== DATA FOR THE TASK ==
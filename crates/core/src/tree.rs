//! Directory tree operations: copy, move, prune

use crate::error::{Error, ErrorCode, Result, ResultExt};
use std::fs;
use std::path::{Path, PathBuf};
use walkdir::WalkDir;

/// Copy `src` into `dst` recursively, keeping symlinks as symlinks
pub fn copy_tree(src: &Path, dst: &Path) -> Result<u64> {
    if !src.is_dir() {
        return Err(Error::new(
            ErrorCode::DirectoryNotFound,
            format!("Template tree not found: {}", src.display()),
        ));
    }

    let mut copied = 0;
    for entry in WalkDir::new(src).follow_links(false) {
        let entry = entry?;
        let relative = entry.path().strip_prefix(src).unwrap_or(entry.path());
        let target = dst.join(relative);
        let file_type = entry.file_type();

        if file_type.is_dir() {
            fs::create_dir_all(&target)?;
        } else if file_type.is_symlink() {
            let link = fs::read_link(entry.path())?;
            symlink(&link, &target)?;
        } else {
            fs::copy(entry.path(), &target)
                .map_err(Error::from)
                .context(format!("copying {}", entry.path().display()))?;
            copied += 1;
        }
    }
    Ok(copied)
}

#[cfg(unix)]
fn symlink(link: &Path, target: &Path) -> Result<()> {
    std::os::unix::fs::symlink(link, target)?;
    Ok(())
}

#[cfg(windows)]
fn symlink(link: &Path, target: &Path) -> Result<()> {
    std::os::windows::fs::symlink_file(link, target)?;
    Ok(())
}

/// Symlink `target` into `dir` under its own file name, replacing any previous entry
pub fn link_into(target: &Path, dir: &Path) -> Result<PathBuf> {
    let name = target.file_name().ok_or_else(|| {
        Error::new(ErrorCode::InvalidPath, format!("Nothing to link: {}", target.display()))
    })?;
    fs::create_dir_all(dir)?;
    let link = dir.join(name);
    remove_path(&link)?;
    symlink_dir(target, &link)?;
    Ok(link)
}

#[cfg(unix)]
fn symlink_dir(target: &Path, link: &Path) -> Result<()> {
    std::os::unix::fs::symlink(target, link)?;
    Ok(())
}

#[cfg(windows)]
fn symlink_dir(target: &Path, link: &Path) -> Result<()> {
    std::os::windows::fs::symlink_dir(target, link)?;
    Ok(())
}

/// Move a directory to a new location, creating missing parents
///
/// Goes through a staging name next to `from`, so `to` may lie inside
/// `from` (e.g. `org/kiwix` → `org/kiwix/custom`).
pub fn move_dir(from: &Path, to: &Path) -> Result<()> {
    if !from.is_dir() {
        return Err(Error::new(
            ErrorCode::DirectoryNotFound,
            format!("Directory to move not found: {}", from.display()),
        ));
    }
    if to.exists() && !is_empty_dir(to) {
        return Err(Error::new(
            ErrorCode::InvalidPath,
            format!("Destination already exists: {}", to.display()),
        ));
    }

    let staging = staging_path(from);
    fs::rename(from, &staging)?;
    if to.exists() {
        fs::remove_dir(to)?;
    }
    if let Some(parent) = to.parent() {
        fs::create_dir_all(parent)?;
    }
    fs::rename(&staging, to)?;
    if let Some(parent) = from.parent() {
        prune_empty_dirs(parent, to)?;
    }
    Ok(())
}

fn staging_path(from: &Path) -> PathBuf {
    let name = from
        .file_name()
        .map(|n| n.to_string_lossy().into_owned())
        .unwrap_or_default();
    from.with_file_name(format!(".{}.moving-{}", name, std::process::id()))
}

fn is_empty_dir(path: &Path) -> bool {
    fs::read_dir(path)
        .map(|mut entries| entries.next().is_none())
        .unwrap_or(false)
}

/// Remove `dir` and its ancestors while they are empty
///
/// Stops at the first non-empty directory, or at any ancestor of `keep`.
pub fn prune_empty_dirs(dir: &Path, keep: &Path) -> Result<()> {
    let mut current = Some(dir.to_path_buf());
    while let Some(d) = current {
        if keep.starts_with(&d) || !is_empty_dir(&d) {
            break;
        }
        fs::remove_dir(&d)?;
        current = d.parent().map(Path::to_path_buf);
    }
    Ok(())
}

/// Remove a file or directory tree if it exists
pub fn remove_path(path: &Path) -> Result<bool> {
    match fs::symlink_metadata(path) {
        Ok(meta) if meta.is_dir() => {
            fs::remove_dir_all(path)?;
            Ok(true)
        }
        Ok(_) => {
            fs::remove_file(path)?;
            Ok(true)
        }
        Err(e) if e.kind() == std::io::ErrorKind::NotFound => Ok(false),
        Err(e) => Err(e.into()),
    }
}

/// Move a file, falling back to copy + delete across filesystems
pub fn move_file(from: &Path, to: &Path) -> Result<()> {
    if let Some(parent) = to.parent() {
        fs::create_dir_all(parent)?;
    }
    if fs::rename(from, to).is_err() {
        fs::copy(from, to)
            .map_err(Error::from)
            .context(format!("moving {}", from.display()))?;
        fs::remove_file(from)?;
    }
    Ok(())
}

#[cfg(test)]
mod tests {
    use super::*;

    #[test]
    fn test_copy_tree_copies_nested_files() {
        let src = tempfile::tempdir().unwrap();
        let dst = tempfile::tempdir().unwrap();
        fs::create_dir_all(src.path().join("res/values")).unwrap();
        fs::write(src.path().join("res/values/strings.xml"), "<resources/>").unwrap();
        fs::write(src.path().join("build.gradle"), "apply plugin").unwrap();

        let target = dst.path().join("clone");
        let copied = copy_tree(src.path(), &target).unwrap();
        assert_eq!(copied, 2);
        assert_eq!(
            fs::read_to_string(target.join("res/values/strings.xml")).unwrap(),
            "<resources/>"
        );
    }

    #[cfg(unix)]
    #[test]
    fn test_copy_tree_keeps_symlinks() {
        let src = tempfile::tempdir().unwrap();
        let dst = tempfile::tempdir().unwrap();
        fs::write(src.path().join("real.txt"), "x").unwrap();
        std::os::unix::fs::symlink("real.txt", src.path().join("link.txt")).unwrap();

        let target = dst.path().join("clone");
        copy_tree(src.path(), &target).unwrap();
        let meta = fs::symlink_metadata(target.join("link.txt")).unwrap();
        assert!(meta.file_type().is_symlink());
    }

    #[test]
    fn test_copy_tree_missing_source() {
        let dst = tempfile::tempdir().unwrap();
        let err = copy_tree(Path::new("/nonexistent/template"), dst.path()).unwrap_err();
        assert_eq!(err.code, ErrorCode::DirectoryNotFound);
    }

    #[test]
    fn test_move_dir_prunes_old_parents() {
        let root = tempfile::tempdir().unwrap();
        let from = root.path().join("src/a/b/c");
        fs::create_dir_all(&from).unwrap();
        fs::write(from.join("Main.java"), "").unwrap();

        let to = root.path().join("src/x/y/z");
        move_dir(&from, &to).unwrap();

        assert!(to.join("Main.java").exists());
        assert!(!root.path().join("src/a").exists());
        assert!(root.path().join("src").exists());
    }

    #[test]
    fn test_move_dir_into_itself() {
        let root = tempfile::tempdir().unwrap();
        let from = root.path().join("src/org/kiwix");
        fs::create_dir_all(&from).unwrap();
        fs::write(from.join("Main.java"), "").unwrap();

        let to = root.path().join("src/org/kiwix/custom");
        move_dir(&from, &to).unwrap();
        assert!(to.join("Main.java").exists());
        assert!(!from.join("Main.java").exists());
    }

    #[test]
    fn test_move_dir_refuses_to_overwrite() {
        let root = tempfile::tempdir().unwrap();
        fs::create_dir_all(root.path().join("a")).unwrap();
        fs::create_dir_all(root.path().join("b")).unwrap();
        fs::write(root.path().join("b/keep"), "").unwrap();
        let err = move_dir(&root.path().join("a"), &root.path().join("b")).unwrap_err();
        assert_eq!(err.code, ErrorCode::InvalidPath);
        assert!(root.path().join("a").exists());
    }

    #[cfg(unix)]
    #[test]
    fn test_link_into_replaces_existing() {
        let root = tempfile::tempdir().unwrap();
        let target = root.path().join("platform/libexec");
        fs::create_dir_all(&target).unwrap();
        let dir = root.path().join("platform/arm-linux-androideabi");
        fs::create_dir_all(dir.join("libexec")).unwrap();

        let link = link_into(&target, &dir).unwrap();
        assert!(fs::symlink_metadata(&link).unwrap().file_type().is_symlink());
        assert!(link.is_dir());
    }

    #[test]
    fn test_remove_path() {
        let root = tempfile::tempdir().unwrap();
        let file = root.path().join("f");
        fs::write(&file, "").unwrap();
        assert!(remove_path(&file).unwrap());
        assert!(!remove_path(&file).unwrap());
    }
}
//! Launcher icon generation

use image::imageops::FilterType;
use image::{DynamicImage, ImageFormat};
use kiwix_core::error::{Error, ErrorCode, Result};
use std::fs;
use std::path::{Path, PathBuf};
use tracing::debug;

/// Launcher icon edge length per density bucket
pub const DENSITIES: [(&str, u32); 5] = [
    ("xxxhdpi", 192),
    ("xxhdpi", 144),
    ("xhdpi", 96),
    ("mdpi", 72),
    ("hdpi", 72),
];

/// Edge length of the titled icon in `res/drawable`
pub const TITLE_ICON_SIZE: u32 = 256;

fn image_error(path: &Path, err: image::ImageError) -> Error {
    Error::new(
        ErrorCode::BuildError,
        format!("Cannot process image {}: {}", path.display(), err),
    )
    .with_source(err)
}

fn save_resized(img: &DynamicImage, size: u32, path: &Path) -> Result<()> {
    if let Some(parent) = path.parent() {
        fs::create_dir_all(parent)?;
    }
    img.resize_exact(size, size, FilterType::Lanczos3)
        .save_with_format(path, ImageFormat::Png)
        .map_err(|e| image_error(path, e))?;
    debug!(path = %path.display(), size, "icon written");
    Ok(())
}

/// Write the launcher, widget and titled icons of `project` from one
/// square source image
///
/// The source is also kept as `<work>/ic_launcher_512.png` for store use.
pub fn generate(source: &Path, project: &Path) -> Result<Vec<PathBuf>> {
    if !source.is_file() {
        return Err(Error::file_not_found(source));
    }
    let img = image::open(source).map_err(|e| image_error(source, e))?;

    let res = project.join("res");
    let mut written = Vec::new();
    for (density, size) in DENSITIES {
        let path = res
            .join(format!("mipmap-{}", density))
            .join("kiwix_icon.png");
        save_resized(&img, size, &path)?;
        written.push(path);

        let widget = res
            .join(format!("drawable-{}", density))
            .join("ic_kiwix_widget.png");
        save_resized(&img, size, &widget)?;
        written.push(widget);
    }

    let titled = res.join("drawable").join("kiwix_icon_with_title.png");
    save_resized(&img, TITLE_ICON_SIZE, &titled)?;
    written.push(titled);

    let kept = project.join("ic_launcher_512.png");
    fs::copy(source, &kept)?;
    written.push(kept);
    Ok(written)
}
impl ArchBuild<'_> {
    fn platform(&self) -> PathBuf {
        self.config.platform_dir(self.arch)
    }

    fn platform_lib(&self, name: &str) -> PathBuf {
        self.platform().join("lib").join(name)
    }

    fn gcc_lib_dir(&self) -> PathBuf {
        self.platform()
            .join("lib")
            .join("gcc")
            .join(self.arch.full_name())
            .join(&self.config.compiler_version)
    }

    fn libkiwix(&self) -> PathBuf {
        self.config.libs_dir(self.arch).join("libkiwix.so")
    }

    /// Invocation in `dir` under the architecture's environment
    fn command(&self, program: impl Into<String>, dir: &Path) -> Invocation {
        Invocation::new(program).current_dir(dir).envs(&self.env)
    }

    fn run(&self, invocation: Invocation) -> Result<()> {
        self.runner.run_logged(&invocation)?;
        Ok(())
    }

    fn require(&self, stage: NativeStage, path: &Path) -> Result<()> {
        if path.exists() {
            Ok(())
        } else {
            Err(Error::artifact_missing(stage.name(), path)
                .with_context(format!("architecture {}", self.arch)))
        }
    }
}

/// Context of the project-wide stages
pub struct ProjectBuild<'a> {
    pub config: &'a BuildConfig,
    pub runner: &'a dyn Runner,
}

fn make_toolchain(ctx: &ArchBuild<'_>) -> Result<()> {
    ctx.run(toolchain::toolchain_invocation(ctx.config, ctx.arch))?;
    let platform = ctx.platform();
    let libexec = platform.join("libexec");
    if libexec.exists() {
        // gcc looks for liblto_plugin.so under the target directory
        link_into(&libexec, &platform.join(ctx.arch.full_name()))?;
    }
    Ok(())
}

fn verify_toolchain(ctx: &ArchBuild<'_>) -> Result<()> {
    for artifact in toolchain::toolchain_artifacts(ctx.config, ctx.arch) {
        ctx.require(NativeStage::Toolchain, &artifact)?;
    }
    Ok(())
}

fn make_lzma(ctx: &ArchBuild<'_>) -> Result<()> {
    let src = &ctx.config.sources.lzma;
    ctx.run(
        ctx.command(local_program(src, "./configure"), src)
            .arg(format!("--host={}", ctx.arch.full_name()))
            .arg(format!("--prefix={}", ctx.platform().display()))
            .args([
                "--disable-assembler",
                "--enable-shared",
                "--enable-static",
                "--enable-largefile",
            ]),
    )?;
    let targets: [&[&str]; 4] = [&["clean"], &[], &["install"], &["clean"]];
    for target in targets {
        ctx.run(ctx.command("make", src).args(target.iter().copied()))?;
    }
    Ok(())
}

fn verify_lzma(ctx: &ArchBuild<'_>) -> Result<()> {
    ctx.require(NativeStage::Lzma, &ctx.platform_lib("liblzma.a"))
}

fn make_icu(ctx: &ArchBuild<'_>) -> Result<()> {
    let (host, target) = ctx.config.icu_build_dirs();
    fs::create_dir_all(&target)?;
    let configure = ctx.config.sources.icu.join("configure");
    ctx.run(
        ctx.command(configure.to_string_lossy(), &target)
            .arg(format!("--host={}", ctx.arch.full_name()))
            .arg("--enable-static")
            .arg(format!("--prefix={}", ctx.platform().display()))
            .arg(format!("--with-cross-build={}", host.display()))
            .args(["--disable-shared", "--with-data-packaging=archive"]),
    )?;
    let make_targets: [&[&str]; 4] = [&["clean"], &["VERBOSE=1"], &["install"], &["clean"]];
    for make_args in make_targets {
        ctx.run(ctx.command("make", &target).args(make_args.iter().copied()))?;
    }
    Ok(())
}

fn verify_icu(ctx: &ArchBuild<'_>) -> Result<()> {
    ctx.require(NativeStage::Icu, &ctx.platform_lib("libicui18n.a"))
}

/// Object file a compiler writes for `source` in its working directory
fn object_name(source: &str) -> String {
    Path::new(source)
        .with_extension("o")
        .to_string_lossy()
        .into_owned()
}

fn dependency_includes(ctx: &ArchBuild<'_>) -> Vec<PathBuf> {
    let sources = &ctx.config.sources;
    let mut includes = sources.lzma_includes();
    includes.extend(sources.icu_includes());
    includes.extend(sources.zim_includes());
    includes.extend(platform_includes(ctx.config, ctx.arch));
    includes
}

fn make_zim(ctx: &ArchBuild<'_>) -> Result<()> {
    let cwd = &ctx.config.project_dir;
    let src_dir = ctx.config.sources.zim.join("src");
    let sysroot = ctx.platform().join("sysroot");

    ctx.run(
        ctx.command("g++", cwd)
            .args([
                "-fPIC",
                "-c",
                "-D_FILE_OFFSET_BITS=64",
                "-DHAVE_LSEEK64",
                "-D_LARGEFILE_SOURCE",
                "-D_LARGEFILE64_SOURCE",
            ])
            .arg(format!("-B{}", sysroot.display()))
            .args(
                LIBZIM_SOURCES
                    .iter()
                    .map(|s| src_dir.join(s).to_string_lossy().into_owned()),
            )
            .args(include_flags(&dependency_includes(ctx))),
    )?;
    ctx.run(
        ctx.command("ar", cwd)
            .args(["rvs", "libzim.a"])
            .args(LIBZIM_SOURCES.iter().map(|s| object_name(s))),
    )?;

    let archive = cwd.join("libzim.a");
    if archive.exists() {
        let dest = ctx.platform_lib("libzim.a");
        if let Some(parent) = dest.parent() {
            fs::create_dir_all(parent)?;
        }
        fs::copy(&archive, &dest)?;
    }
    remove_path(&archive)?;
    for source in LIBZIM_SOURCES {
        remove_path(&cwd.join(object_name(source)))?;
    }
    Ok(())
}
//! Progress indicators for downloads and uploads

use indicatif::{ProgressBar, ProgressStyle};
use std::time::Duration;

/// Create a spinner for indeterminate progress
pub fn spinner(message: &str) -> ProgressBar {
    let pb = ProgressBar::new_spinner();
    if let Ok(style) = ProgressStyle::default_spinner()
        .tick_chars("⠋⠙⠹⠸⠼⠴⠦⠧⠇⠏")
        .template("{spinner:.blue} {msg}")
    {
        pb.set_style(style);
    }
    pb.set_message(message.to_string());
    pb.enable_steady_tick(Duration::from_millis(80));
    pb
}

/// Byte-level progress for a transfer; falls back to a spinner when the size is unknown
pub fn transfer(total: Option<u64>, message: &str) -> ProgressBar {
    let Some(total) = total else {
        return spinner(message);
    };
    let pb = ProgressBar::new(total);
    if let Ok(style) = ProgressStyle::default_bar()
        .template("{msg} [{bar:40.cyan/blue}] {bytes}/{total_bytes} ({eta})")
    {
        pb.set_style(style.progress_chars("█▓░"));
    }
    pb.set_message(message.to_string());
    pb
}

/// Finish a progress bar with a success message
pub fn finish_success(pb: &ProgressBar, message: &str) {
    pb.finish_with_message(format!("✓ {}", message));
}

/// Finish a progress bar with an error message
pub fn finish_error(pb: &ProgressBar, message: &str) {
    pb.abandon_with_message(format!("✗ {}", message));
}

== HOW TO COMPLETE THIS TASK ==
Where a line in the records above contains the string "strings", copy that line.

== SOLUTION FOR THIS TASK ==
        fs::write(src.path().join("res/values/strings.xml"), "<resources/>").unwrap();
            fs::read_to_string(target.join("res/values/strings.xml")).unwrap(),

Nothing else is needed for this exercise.